▶ TASK INSTRUCTIONS
All of the records need to be retyped exactly, with no line dropped.

── PROVIDED ENTRIES

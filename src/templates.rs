//! Embedded deployment templates
//!
//! Templates are rendered with a single flat placeholder→value replace
//! pass; there is deliberately no templating engine.

use crate::github::contents::FileCheckin;

pub const APP_NAME_PLACEHOLDER: &str = "app_name_place_holder";
pub const ACR_PLACEHOLDER: &str = "container_registry_name_place_holder";
pub const CLUSTER_PLACEHOLDER: &str = "cluster_name_place_holder";
pub const RG_PLACEHOLDER: &str = "resource_name_place_holder";
pub const RELEASE_PLACEHOLDER: &str = "release_name_place_holder";
pub const PORT_PLACEHOLDER: &str = "port_number_place_holder";

pub const APP_NAME_DEFAULT: &str = "k8sdemo";
pub const RELEASE_NAME: &str = "pipeupdemo";
pub const PORT_NUMBER_DEFAULT: &str = "8080";

const DEPLOY_WORKFLOW_TEMPLATE: &str = r#"name: CI
on: [push, pull_request]

jobs:
  build:
    runs-on: ubuntu-latest
    steps:
    - uses: actions/checkout@master

    - uses: Azure/docker-login@v1
      with:
        login-server: container_registry_name_place_holder.azurecr.io
        username: ${{ secrets.REGISTRY_USERNAME }}
        password: ${{ secrets.REGISTRY_PASSWORD }}

    - run: |
        docker build . -t container_registry_name_place_holder.azurecr.io/app_name_place_holder:${{ github.sha }}
        docker push container_registry_name_place_holder.azurecr.io/app_name_place_holder:${{ github.sha }}

    - uses: azure/aks-set-context@v1
      with:
        creds: '${{ secrets.AZURE_CREDENTIALS }}'
        cluster-name: cluster_name_place_holder
        resource-group: resource_name_place_holder

    - uses: Azure/k8s-create-secret@v1
      with:
        container-registry-url: container_registry_name_place_holder.azurecr.io
        container-registry-username: ${{ secrets.REGISTRY_USERNAME }}
        container-registry-password: ${{ secrets.REGISTRY_PASSWORD }}
        secret-name: release_name_place_holder-registry

    - uses: Azure/k8s-deploy@v1
      with:
        manifests: |
          manifests/deployment.yml
          manifests/service.yml
        images: |
          container_registry_name_place_holder.azurecr.io/app_name_place_holder:${{ github.sha }}
        imagepullsecrets: |
          release_name_place_holder-registry
"#;

const DEPLOYMENT_MANIFEST_TEMPLATE: &str = r#"apiVersion: apps/v1
kind: Deployment
metadata:
  name: release_name_place_holder
spec:
  replicas: 1
  selector:
    matchLabels:
      app: release_name_place_holder
  template:
    metadata:
      labels:
        app: release_name_place_holder
    spec:
      containers:
      - name: app_name_place_holder
        image: container_registry_name_place_holder.azurecr.io/app_name_place_holder
        ports:
        - containerPort: port_number_place_holder
"#;

const SERVICE_MANIFEST_TEMPLATE: &str = r#"apiVersion: v1
kind: Service
metadata:
  name: release_name_place_holder
spec:
  type: LoadBalancer
  ports:
  - port: 80
    targetPort: port_number_place_holder
  selector:
    app: release_name_place_holder
"#;

const DOCKERFILE_JAVASCRIPT: &str = r#"FROM node:12-alpine
WORKDIR /app
COPY package*.json ./
RUN npm install --production
COPY . .
EXPOSE port_number_place_holder
CMD ["npm", "start"]
"#;

const DOCKERFILE_PYTHON: &str = r#"FROM python:3.8-slim
WORKDIR /app
COPY requirements.txt .
RUN pip install --no-cache-dir -r requirements.txt
COPY . .
EXPOSE port_number_place_holder
CMD ["python", "app.py"]
"#;

const DOCKERFILE_JAVA: &str = r#"FROM maven:3.6-jdk-11 AS build
WORKDIR /app
COPY . .
RUN mvn -q package -DskipTests

FROM openjdk:11-jre-slim
WORKDIR /app
COPY --from=build /app/target/*.jar app.jar
EXPOSE port_number_place_holder
CMD ["java", "-jar", "app.jar"]
"#;

const DOCKER_IGNORE: &str = r#".git
.github
node_modules
__pycache__
target
*.md
"#;

/// Apply a flat placeholder→value map to a template
pub fn render(template: &str, substitutions: &[(&str, &str)]) -> String {
    substitutions
        .iter()
        .fold(template.to_string(), |content, (placeholder, value)| {
            content.replace(placeholder, value)
        })
}

/// Render the build-and-deploy workflow for checkin at `path`
pub fn workflow_file(path: &str, registry: &str, cluster: &str, resource_group: &str) -> FileCheckin {
    let content = render(
        DEPLOY_WORKFLOW_TEMPLATE,
        &[
            (APP_NAME_PLACEHOLDER, APP_NAME_DEFAULT),
            (ACR_PLACEHOLDER, registry),
            (CLUSTER_PLACEHOLDER, cluster),
            (RG_PLACEHOLDER, resource_group),
            (RELEASE_PLACEHOLDER, RELEASE_NAME),
        ],
    );
    FileCheckin::new(path, content)
}

/// Render the deployment and service manifests the workflow applies
pub fn manifest_files(registry: &str, port: &str) -> Vec<FileCheckin> {
    let substitutions = [
        (APP_NAME_PLACEHOLDER, APP_NAME_DEFAULT),
        (ACR_PLACEHOLDER, registry),
        (RELEASE_PLACEHOLDER, RELEASE_NAME),
        (PORT_PLACEHOLDER, port),
    ];
    vec![
        FileCheckin::new(
            "manifests/deployment.yml",
            render(DEPLOYMENT_MANIFEST_TEMPLATE, &substitutions),
        ),
        FileCheckin::new(
            "manifests/service.yml",
            render(SERVICE_MANIFEST_TEMPLATE, &substitutions),
        ),
    ]
}

/// Dockerfile and dockerignore pack for a supported language.
/// Returns `None` when the language has no bundled pack.
pub fn docker_files(language: &str, port: &str) -> Option<Vec<FileCheckin>> {
    let dockerfile = match language {
        "JavaScript" => DOCKERFILE_JAVASCRIPT,
        "Python" => DOCKERFILE_PYTHON,
        "Java" => DOCKERFILE_JAVA,
        _ => return None,
    };
    Some(vec![
        FileCheckin::new("Dockerfile", render(dockerfile, &[(PORT_PLACEHOLDER, port)])),
        FileCheckin::new(".dockerignore", DOCKER_IGNORE),
    ])
}

#[cfg(test)]
mod tests {
    use super::*;

    #[test]
    fn test_render_replaces_every_occurrence() {
        let rendered = render("x_place y_place x_place", &[("x_place", "1"), ("y_place", "2")]);
        assert_eq!(rendered, "1 2 1");
    }

    #[test]
    fn test_workflow_file_substitutes_targets() {
        let file = workflow_file(".github/workflows/main.yml", "myacr", "mycluster", "my-rg");
        assert_eq!(file.path, ".github/workflows/main.yml");
        assert!(file.content.contains("login-server: myacr.azurecr.io"));
        assert!(file.content.contains("cluster-name: mycluster"));
        assert!(file.content.contains("resource-group: my-rg"));
        assert!(!file.content.contains("place_holder"));
    }

    #[test]
    fn test_manifests_substitute_port() {
        let files = manifest_files("myacr", "3000");
        assert_eq!(files.len(), 2);
        assert!(files[0].content.contains("containerPort: 3000"));
        assert!(files[1].content.contains("targetPort: 3000"));
    }

    #[test]
    fn test_docker_files_per_language() {
        let files = docker_files("JavaScript", "3000").unwrap();
        assert_eq!(files[0].path, "Dockerfile");
        assert!(files[0].content.contains("EXPOSE 3000"));
        assert_eq!(files[1].path, ".dockerignore");
        assert!(docker_files("Go", "3000").is_none());
    }
}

────

▶ WRITTEN SOLUTION
filename src/templates.rs
//! Embedded deployment templates
//!
//! Templates are rendered with a single flat placeholder→value replace
//! pass; there is deliberately no templating engine.

use crate::github::contents::FileCheckin;

pub const APP_NAME_PLACEHOLDER: &str = "app_name_place_holder";
pub const ACR_PLACEHOLDER: &str = "container_registry_name_place_holder";
pub const CLUSTER_PLACEHOLDER: &str = "cluster_name_place_holder";
pub const RG_PLACEHOLDER: &str = "resource_name_place_holder";
pub const RELEASE_PLACEHOLDER: &str = "release_name_place_holder";
pub const PORT_PLACEHOLDER: &str = "port_number_place_holder";

pub const APP_NAME_DEFAULT: &str = "k8sdemo";
pub const RELEASE_NAME: &str = "pipeupdemo";
pub const PORT_NUMBER_DEFAULT: &str = "8080";

const DEPLOY_WORKFLOW_TEMPLATE: &str = r#"name: CI
on: [push, pull_request]

jobs:
  build:
    runs-on: ubuntu-latest
    steps:
    - uses: actions/checkout@master

    - uses: Azure/docker-login@v1
      with:
        login-server: container_registry_name_place_holder.azurecr.io
        username: ${{ secrets.REGISTRY_USERNAME }}
        password: ${{ secrets.REGISTRY_PASSWORD }}

    - run: |
        docker build . -t container_registry_name_place_holder.azurecr.io/app_name_place_holder:${{ github.sha }}
        docker push container_registry_name_place_holder.azurecr.io/app_name_place_holder:${{ github.sha }}

    - uses: azure/aks-set-context@v1
      with:
        creds: '${{ secrets.AZURE_CREDENTIALS }}'
        cluster-name: cluster_name_place_holder
        resource-group: resource_name_place_holder

    - uses: Azure/k8s-create-secret@v1
      with:
        container-registry-url: container_registry_name_place_holder.azurecr.io
        container-registry-username: ${{ secrets.REGISTRY_USERNAME }}
        container-registry-password: ${{ secrets.REGISTRY_PASSWORD }}
        secret-name: release_name_place_holder-registry

    - uses: Azure/k8s-deploy@v1
      with:
        manifests: |
          manifests/deployment.yml
          manifests/service.yml
        images: |
          container_registry_name_place_holder.azurecr.io/app_name_place_holder:${{ github.sha }}
        imagepullsecrets: |
          release_name_place_holder-registry
"#;

const DEPLOYMENT_MANIFEST_TEMPLATE: &str = r#"apiVersion: apps/v1
kind: Deployment
metadata:
  name: release_name_place_holder
spec:
  replicas: 1
  selector:
    matchLabels:
      app: release_name_place_holder
  template:
    metadata:
      labels:
        app: release_name_place_holder
    spec:
      containers:
      - name: app_name_place_holder
        image: container_registry_name_place_holder.azurecr.io/app_name_place_holder
        ports:
        - containerPort: port_number_place_holder
"#;

const SERVICE_MANIFEST_TEMPLATE: &str = r#"apiVersion: v1
kind: Service
metadata:
  name: release_name_place_holder
spec:
  type: LoadBalancer
  ports:
  - port: 80
    targetPort: port_number_place_holder
  selector:
    app: release_name_place_holder
"#;

const DOCKERFILE_JAVASCRIPT: &str = r#"FROM node:12-alpine
WORKDIR /app
COPY package*.json ./
RUN npm install --production
COPY . .
EXPOSE port_number_place_holder
CMD ["npm", "start"]
"#;

const DOCKERFILE_PYTHON: &str = r#"FROM python:3.8-slim
WORKDIR /app
COPY requirements.txt .
RUN pip install --no-cache-dir -r requirements.txt
COPY . .
EXPOSE port_number_place_holder
CMD ["python", "app.py"]
"#;

const DOCKERFILE_JAVA: &str = r#"FROM maven:3.6-jdk-11 AS build
WORKDIR /app
COPY . .
RUN mvn -q package -DskipTests

FROM openjdk:11-jre-slim
WORKDIR /app
COPY --from=build /app/target/*.jar app.jar
EXPOSE port_number_place_holder
CMD ["java", "-jar", "app.jar"]
"#;

const DOCKER_IGNORE: &str = r#".git
.github
node_modules
__pycache__
target
*.md
"#;

/// Apply a flat placeholder→value map to a template
pub fn render(template: &str, substitutions: &[(&str, &str)]) -> String {
    substitutions
        .iter()
        .fold(template.to_string(), |content, (placeholder, value)| {
            content.replace(placeholder, value)
        })
}

/// Render the build-and-deploy workflow for checkin at `path`
pub fn workflow_file(path: &str, registry: &str, cluster: &str, resource_group: &str) -> FileCheckin {
    let content = render(
        DEPLOY_WORKFLOW_TEMPLATE,
        &[
            (APP_NAME_PLACEHOLDER, APP_NAME_DEFAULT),
            (ACR_PLACEHOLDER, registry),
            (CLUSTER_PLACEHOLDER, cluster),
            (RG_PLACEHOLDER, resource_group),
            (RELEASE_PLACEHOLDER, RELEASE_NAME),
        ],
    );
    FileCheckin::new(path, content)
}

/// Render the deployment and service manifests the workflow applies
pub fn manifest_files(registry: &str, port: &str) -> Vec<FileCheckin> {
    let substitutions = [
        (APP_NAME_PLACEHOLDER, APP_NAME_DEFAULT),
        (ACR_PLACEHOLDER, registry),
        (RELEASE_PLACEHOLDER, RELEASE_NAME),
        (PORT_PLACEHOLDER, port),
    ];
    vec![
        FileCheckin::new(
            "manifests/deployment.yml",
            render(DEPLOYMENT_MANIFEST_TEMPLATE, &substitutions),
        ),
        FileCheckin::new(
            "manifests/service.yml",
            render(SERVICE_MANIFEST_TEMPLATE, &substitutions),
        ),
    ]
}

/// Dockerfile and dockerignore pack for a supported language.
/// Returns `None` when the language has no bundled pack.
pub fn docker_files(language: &str, port: &str) -> Option<Vec<FileCheckin>> {
    let dockerfile = match language {
        "JavaScript" => DOCKERFILE_JAVASCRIPT,
        "Python" => DOCKERFILE_PYTHON,
        "Java" => DOCKERFILE_JAVA,
        _ => return None,
    };
    Some(vec![
        FileCheckin::new("Dockerfile", render(dockerfile, &[(PORT_PLACEHOLDER, port)])),
        FileCheckin::new(".dockerignore", DOCKER_IGNORE),
    ])
}

#[cfg(test)]
mod tests {
    use super::*;

    #[test]
    fn test_render_replaces_every_occurrence() {
        let rendered = render("x_place y_place x_place", &[("x_place", "1"), ("y_place", "2")]);
        assert_eq!(rendered, "1 2 1");
    }

    #[test]
    fn test_workflow_file_substitutes_targets() {
        let file = workflow_file(".github/workflows/main.yml", "myacr", "mycluster", "my-rg");
        assert_eq!(file.path, ".github/workflows/main.yml");
        assert!(file.content.contains("login-server: myacr.azurecr.io"));
        assert!(file.content.contains("cluster-name: mycluster"));
        assert!(file.content.contains("resource-group: my-rg"));
        assert!(!file.content.contains("place_holder"));
    }

    #[test]
    fn test_manifests_substitute_port() {
        let files = manifest_files("myacr", "3000");
        assert_eq!(files.len(), 2);
        assert!(files[0].content.contains("containerPort: 3000"));
        assert!(files[1].content.contains("targetPort: 3000"));
    }

    #[test]
    fn test_docker_files_per_language() {
        let files = docker_files("JavaScript", "3000").unwrap();
        assert_eq!(files[0].path, "Dockerfile");
        assert!(files[0].content.contains("EXPOSE 3000"));
        assert_eq!(files[1].path, ".dockerignore");
        assert!(docker_files("Go", "3000").is_none());
    }
}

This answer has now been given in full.